Will fatal shootings by police continue, averaging more than one a month, with no clear cause or consequence?
It was hot and quiet in Mesa, Arizona, as a
crowd gathered outside the headquarters of the police department on
Aug. 25, 2007. On this day in 2003, the parents of 15-year-old Mario
Madrigal Jr. called the police in a panic because their oldest son was
threatening to kill himself with a kitchen knife. Within hours, they
found themselves watching helplessly as Mario Jr. was shot and killed
by police officers, who say he had threatened them with the knife. Four
years later, about 100 people, most of them wearing black T-shirts,
joined the family in insisting that Mario was a threat to no one but
himself that night and that he was killed by a police force
ill-equipped to engage with mental-health crises and Mesa’s growing
Latino community. "We need changes in how officers approach us
Hispanics," Mario Madrigal Sr. said. "They should be much more educated
[in] knowing our culture…and understand that we are human beings."
No one from the Mesa Police Department emerged to face the crowd.
The crowd was literally speaking to a brick wall as they chanted
"justice for Mario" and cheered Mario Sr.’s insistent statement, "The
case is not closed." Although the Mesa PD’s internal investigation
cleared the officers who shot Mario Jr. of any wrongdoing, the family
is involved in an independent investigation, and a federal district
court judge has set a date in September 2008 for the Madrigals’ civil
case to be brought before a jury. The family hopes they will be more
responsive than local authorities have been.
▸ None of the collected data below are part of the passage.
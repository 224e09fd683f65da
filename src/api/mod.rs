pub mod dto;
pub mod errors;
pub mod handlers;

use anyhow::{Context, Result};
use axum::{
    http::HeaderValue,
    routing::{get, post},
    Router,
};
use tower_http::cors::{AllowHeaders, AllowMethods, AllowOrigin, CorsLayer};
use utoipa::OpenApi;
use utoipa_axum::router::OpenApiRouter;

use crate::state::AppState;
use handlers::ApiDoc;

pub fn router(state: AppState) -> Router {
    let (router, api) = OpenApiRouter::with_openapi(ApiDoc::openapi())
        .route("/", get(handlers::root))
        .route(
            "/settings",
            get(handlers::get_settings).put(handlers::update_settings),
        )
        .route("/sensor-data", post(handlers::receive_sensor_data))
        .route("/graph", get(handlers::get_graph_data))
        .route("/control", get(handlers::get_control_commands))
        .route("/debug", get(handlers::debug_info))
        .with_state(state)
        .split_for_parts();

    router.route(
        "/api-docs/openapi.json",
        get(move || async move { axum::Json(api) }),
    )
}

/// Credentialed CORS for a fixed allow-list of origins. Methods and headers
/// are mirrored from the request; wildcards cannot be combined with
/// credentials.
pub fn cors_layer(origins: &[String]) -> Result<CorsLayer> {
    let origins = origins
        .iter()
        .map(|o| {
            HeaderValue::from_str(o).with_context(|| format!("invalid CORS origin: {o:?}"))
        })
        .collect::<Result<Vec<_>>>()?;

    Ok(CorsLayer::new()
        .allow_origin(AllowOrigin::list(origins))
        .allow_methods(AllowMethods::mirror_request())
        .allow_headers(AllowHeaders::mirror_request())
        .allow_credentials(true))
}
use thiserror::Error;

/// Bad input shape or range. Surfaced to HTTP clients as `400` with the
/// `Display` text as the detail message.
#[derive(Debug, Clone, PartialEq, Error)]
pub enum ValidationError {
    #[error("Invalid time format. Use HH:MM:SS or 'sunset'")]
    InvalidTime,

    #[error("Invalid duration format. Use like '1h', '30m', etc.")]
    InvalidDuration,

    #[error("Invalid temperature reading")]
    TemperatureOutOfRange(f64),

    #[error("size must be between 1 and {max}", max = crate::telemetry::HISTORY_CAPACITY)]
    InvalidGraphSize(usize),
}
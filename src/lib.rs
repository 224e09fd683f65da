pub mod api;
pub mod config;
pub mod control;
pub mod error;
pub mod models;
pub mod settings;
pub mod state;
pub mod sunset;
pub mod telemetry;
use anyhow::{anyhow, Context};
use chrono::{DateTime, FixedOffset};
use serde::Deserialize;

// ---------------------------------------------------------------------------
// Response envelope: GET /json?lat=..&lng=..&formatted=0
//
// Success:
//   { "results": { "sunrise": "2024-06-01T10:33:12+00:00",
//                  "sunset":  "2024-06-01T23:39:05+00:00", ... },
//     "status": "OK" }
//
// Failure:
//   { "results": "", "status": "INVALID_REQUEST" }
//
// `results` is an empty string on failure, so it is kept untyped until the
// status has been checked.
// ---------------------------------------------------------------------------

#[derive(Debug, Deserialize)]
pub struct SunriseSunsetResponse {
    /// `"OK"` on success; `"INVALID_REQUEST"`, `"INVALID_DATE"`,
    /// `"UNKNOWN_ERROR"` or `"INVALID_TZID"` otherwise.
    pub status: String,

    #[serde(default)]
    pub results: serde_json::Value,
}

impl SunriseSunsetResponse {
    /// Convert into `anyhow::Result<SunTimes>`, mapping API-level failures to errors.
    pub fn into_result(self) -> anyhow::Result<SunTimes> {
        if self.status != "OK" {
            return Err(anyhow!("sunrise-sunset API error: status={}", self.status));
        }
        serde_json::from_value(self.results).context("malformed sunrise-sunset results")
    }
}

/// Payload inside a successful response. Only the fields this service uses
/// are declared; the rest are ignored.
#[derive(Debug, Deserialize)]
pub struct SunTimes {
    pub sunrise: Option<DateTime<FixedOffset>>,
    /// ISO-8601 instant; UTC when `formatted=0` and no `tzid` is sent.
    pub sunset: DateTime<FixedOffset>,
}
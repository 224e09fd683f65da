use chrono::{DateTime, NaiveTime, Utc};
use uuid::Uuid;

/// Default temperature threshold (°C) above which the fan may run.
pub const DEFAULT_TEMPERATURE_THRESHOLD: f64 = 25.0;

/// The single current desired-state record.
///
/// Replaced wholesale on every successful update; `light_off` is always
/// derived from `light_on` plus a parsed duration, never set directly.
#[derive(Debug, Clone, PartialEq)]
pub struct SettingsSnapshot {
    /// Version marker, regenerated on every update.
    pub id: Uuid,
    /// Degrees Celsius
    pub temperature_threshold: f64,
    pub light_on: NaiveTime,
    pub light_off: NaiveTime,
    pub last_updated: DateTime<Utc>,
}

impl Default for SettingsSnapshot {
    fn default() -> Self {
        Self {
            id: Uuid::new_v4(),
            temperature_threshold: DEFAULT_TEMPERATURE_THRESHOLD,
            light_on: NaiveTime::from_hms_opt(18, 0, 0).expect("18:00:00 is a valid time of day"),
            light_off: NaiveTime::from_hms_opt(22, 0, 0).expect("22:00:00 is a valid time of day"),
            last_updated: Utc::now(),
        }
    }
}

/// One sensor sample. Immutable once stored.
#[derive(Debug, Clone, PartialEq)]
pub struct SensorReading {
    /// Degrees Celsius
    pub temperature: f64,
    pub presence: bool,
    /// Assigned by the server at ingestion; never taken from the device.
    pub recorded_at: DateTime<Utc>,
}
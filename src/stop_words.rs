//! Immutable stop-word set.

use crate::errors::{Result, SearchEngineError};
use crate::tokenizer;
use ahash::AHashSet;

/// A lexicographically ordered, immutable set of tokens excluded from
/// indexing and queries. Constructed once, never mutated afterward.
#[derive(Debug, Clone, Default)]
pub struct StopWords {
    words: AHashSet<String>,
}

impl StopWords {
    /// Builds a stop-word set from a single whitespace-delimited string.
    /// Empty tokens are dropped, duplicates collapse. Fails with
    /// `InvalidArgument` if any surviving token contains a control byte.
    pub fn from_str(text: &str) -> Result<Self> {
        Self::from_iter(tokenizer::split(text))
    }

    /// Builds a stop-word set from any iterable of strings, same rules as
    /// [`StopWords::from_str`].
    pub fn from_iter<I, S>(words: I) -> Result<Self>
    where
        I: IntoIterator<Item = S>,
        S: AsRef<str>,
    {
        let mut set = AHashSet::default();
        for word in words {
            let word = word.as_ref();
            if word.is_empty() {
                continue;
            }
            if !tokenizer::validate(word) {
                return Err(SearchEngineError::InvalidArgument(format!(
                    "stop word contains a control character: {word:?}"
                )));
            }
            set.insert(word.to_string());
        }
        Ok(Self { words: set })
    }

    /// True iff `word` is a stop word.
    pub fn contains(&self, word: &str) -> bool {
        self.words.contains(word)
    }

    /// Number of distinct stop words.
    pub fn len(&self) -> usize {
        self.words.len()
    }

    pub fn is_empty(&self) -> bool {
        self.words.is_empty()
    }
}
//! Error types surfaced by the search engine.

/// Errors the engine can report. Both variants leave the engine unchanged:
/// a failing `add` never mutates the index, and a failing lookup never
/// mutates anything (lookups are read-only).
#[derive(Debug, Clone, thiserror::Error)]
pub enum SearchEngineError {
    /// Malformed input detected synchronously: a negative or duplicate
    /// document id, a control character in a stop word or indexed token,
    /// or a malformed query token (empty, double-hyphen, hyphen-only).
    #[error("invalid argument: {0}")]
    InvalidArgument(String),

    /// Lookup of a document id or index position that does not exist.
    #[error("out of range: {0}")]
    OutOfRange(String),
}

pub type Result<T> = std::result::Result<T, SearchEngineError>;
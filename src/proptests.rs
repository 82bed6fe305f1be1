//! Property-based tests for add/remove round-trips and ranking-order
//! agreement across policies. Kept as a standalone `#[cfg(test)]` module
//! (rather than inline in each component) since these properties span
//! several modules at once.

#![cfg(test)]

use crate::document::DocumentStatus;
use crate::engine::Engine;
use crate::executors::Policy;
use crate::stop_words::StopWords;
use proptest::prelude::*;

fn ascii_word() -> impl Strategy<Value = String> {
    "[a-z]{1,8}"
}

fn document_text() -> impl Strategy<Value = String> {
    proptest::collection::vec(ascii_word(), 1..10).prop_map(|words| words.join(" "))
}

proptest! {
    /// add(id, ...) then remove(id) restores count and word_frequencies.
    #[test]
    fn add_remove_round_trip(text in document_text(), ratings in proptest::collection::vec(-100i32..100, 0..5)) {
        let mut engine = Engine::with_stop_words(StopWords::default());
        let before = engine.count();
        engine.add(1, text, DocumentStatus::Actual, &ratings).unwrap();
        engine.remove(1);
        prop_assert_eq!(engine.count(), before);
        prop_assert!(engine.word_frequencies(1).is_empty());
    }

    /// Sequenced and parallel find_top agree on the ordered id list for
    /// arbitrary single-word queries over a small fixed corpus.
    #[test]
    fn sequenced_and_parallel_rankers_agree(word in ascii_word()) {
        let mut engine = Engine::with_stop_words(StopWords::default());
        engine.add(1, format!("{word} one two"), DocumentStatus::Actual, &[1]).unwrap();
        engine.add(2, format!("one {word} {word}"), DocumentStatus::Actual, &[2]).unwrap();
        engine.add(3, "three four five".into(), DocumentStatus::Actual, &[3]).unwrap();

        let seq = engine.find_top_actual(Policy::Sequenced, &word).unwrap();
        let par = engine.find_top_actual(Policy::Parallel, &word).unwrap();

        let seq_ids: Vec<i32> = seq.iter().map(|d| d.id).collect();
        let par_ids: Vec<i32> = par.iter().map(|d| d.id).collect();
        prop_assert_eq!(seq_ids, par_ids);
    }

    /// find_top never returns more than MAX_RESULT_DOCUMENT_COUNT results.
    #[test]
    fn result_size_is_bounded(n in 0usize..20) {
        let mut engine = Engine::with_stop_words(StopWords::default());
        for i in 0..n {
            engine.add(i as i32, "cat".into(), DocumentStatus::Actual, &[i as i32]).unwrap();
        }
        let results = engine.find_top_actual(Policy::Sequenced, "cat").unwrap();
        prop_assert!(results.len() <= crate::config::MAX_RESULT_DOCUMENT_COUNT);
    }
}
The Madrigals are hardly the only family in the greater Phoenix
metropolitan area that feels like they’re talking to a brick wall as
they seek justice in the police killing of a loved one.
In March 2006, Malissia Clinton’s younger brother, James Deon
Lennox, 35, was shot by a police officer outside his apartment in Mesa.
According to the story Clinton and her mother have pieced together from
witnesses’ accounts, Lennox and his girlfriend had returned home late
after a night out and began arguing about where to park the car. Within
minutes, a police officer arrived. Then two more officers appeared. For
reasons none of the witnesses can be sure of, Lennox and one of the
officers got into a physical fight. Then, Officer David Kohler shot
Lennox twice–once in the shoulder, once in the chest–and James Deon
Lennox died.
Mesa police spokesmen say Kohler felt his life was threatened–that
Lennox had already hit him with a lawn chair and that he fired his gun
when Lennox picked up another one. Neighbors say the chairs in question
were cheap, flimsy ones–not life-threatening–and the autopsy report by
the county medical examiner says that both shots came from a distance.
The city of Mesa denied a claim of wrongdoing filed by Lennox’s family,
and the county attorney’s office has not filed criminal charges against
Kohler. An internal police investigation into the shooting is still
under way.
According to Lennox’s family, two witnesses have said that one of
the officers called him a "nigger" the night he was killed. Malissia
Clinton, an attorney in California, thinks her brother was "just tired
of playing by rules that are unfair." He’d been arguing with his
girlfriend, he’d had a little bit to drink, it was late and suddenly
there were police officers on the scene.
"If your son, daughter, or loved one is suicidal, [or] under the influence of drugs or alcohol, do not call police for help."
"As a Black man," Clinton said, "you know what you are supposed to
do and what you’re not supposed to do with the police. There are rules
that are kinda unspoken, but everybody understands that you could lose
your life, so you need to really be careful. That’s a given–my husband
knows it, Barack Obama knows it…everybody knows that." So what happened
that night? "I just think that he was tired, he decided that this guy
was not gonna put his hands on him–if he wanted to talk to him like a
man, that was fine, but if he wanted to play physical at all, he was
just not gonna stand for it. And so, he decided to take a stand, and I
think that that’s why he lost his life."